Deibler-Grimm: Die Sache mit den Vorurteilen ist, dass viele nur den Straftäter sehen, nicht die Geschichte dahinter. Oft steht dahinter eine problematische Entwicklung, ein desolates Elternhaus, wenig bis keine Schulbildung. Häufig sind wir deshalb auch bei der zweiten Bewährung, nach einem Strafvollzug, erfolgreicher. Dort können junge Leute eine Ausbildung machen — und alte wie junge Straftäter erleben einen strukturierten Tag. Das kennen die bis dahin nicht.
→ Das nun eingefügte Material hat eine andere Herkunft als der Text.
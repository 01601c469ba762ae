//! Block-space ↔ grid-space conversions.
//!
//! Block space has one unit per block slot. Grid space interleaves margins:
//! blocks occupy even indices, margins odd indices, so a block at block-space
//! `(x, y)` sits at grid `(2x, 2y)` and the margins fall strictly between
//! block indices.

use serde::{Deserialize, Serialize};

/// A position in block space (one unit per block slot).
#[derive(Debug, Clone, Copy, PartialEq, Eq, Hash, PartialOrd, Ord, Serialize, Deserialize)]
pub struct BlockPos {
    pub x: i32,
    pub y: i32,
}

impl BlockPos {
    pub fn new(x: i32, y: i32) -> Self {
        Self { x, y }
    }
}

/// A cell position in grid space (blocks on even indices, margins on odd).
#[derive(Debug, Clone, Copy, PartialEq, Eq, Hash, PartialOrd, Ord, Serialize, Deserialize)]
pub struct GridPos {
    pub col: i32,
    pub row: i32,
}

impl GridPos {
    pub fn new(col: i32, row: i32) -> Self {
        Self { col, row }
    }

    pub fn is_block_col(self) -> bool {
        self.col.rem_euclid(2) == 0
    }

    pub fn is_block_row(self) -> bool {
        self.row.rem_euclid(2) == 0
    }

    /// Only block-cell positions (even column and row) can hold a block.
    pub fn is_block_cell(self) -> bool {
        self.is_block_col() && self.is_block_row()
    }

    /// A margin column within a block row: the gap wires cross between two
    /// horizontally adjacent block slots.
    pub fn is_margin_cell(self) -> bool {
        self.is_block_row() && !self.is_block_col()
    }
}

pub fn block_to_grid(pos: BlockPos) -> GridPos {
    GridPos::new(pos.x * 2, pos.y * 2)
}

/// Inverse of [`block_to_grid`] on block cells; margin coordinates map to the
/// nearest enclosing block slot (floor halving).
pub fn grid_to_block(pos: GridPos) -> BlockPos {
    BlockPos::new(pos.col.div_euclid(2), pos.row.div_euclid(2))
}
Köhler: Und danach müssen wir ihnen helfen, dass sie Anschluss finden. Wenn es aber mit Wohnung und Arbeit nicht klappt, wird es schwer. Ich hatte erst wieder eine junge Frau, frisch aus der Therapie und voller Elan. Dann hat es weder mit Wohnung noch mit Arbeit funktioniert. Nun hatte sie einen Rückfall. Gerade die Wohnungssuche ist für unser Klientel momentan wirklich sehr problematisch.

 

Wie geht man dann mit dem Stigma „Straftäter“ um? Verheimlichen?

Köhler: Oft bleibt keine Wahl, Arbeitgeber verlangen häufig Führungszeugnisse, Vermieter verlangen Schufa-Auskünfte. Man sollte vielleicht nicht beim Einstieg ins Berufsleben mit der Tür ins Haus fallen: „Ich war mal im Knast.“ Sondern sich einfach bei der Arbeit beweisen. Leider müssen wir vielen schon vorab sagen, dass es mit dem Berufswunsch nichts wird — zum Beispiel im Bereich Security. Aber bei bestimmten Vergehen gilt das auch schon für Jobs an der Kasse.

Deibler-Grimm: Ob der Straffällige privat aber offensiv oder defensiv mit seiner Tat umgeht, ist von Fall zu Fall verschieden — und hängt außerdem stark vom Delikt ab.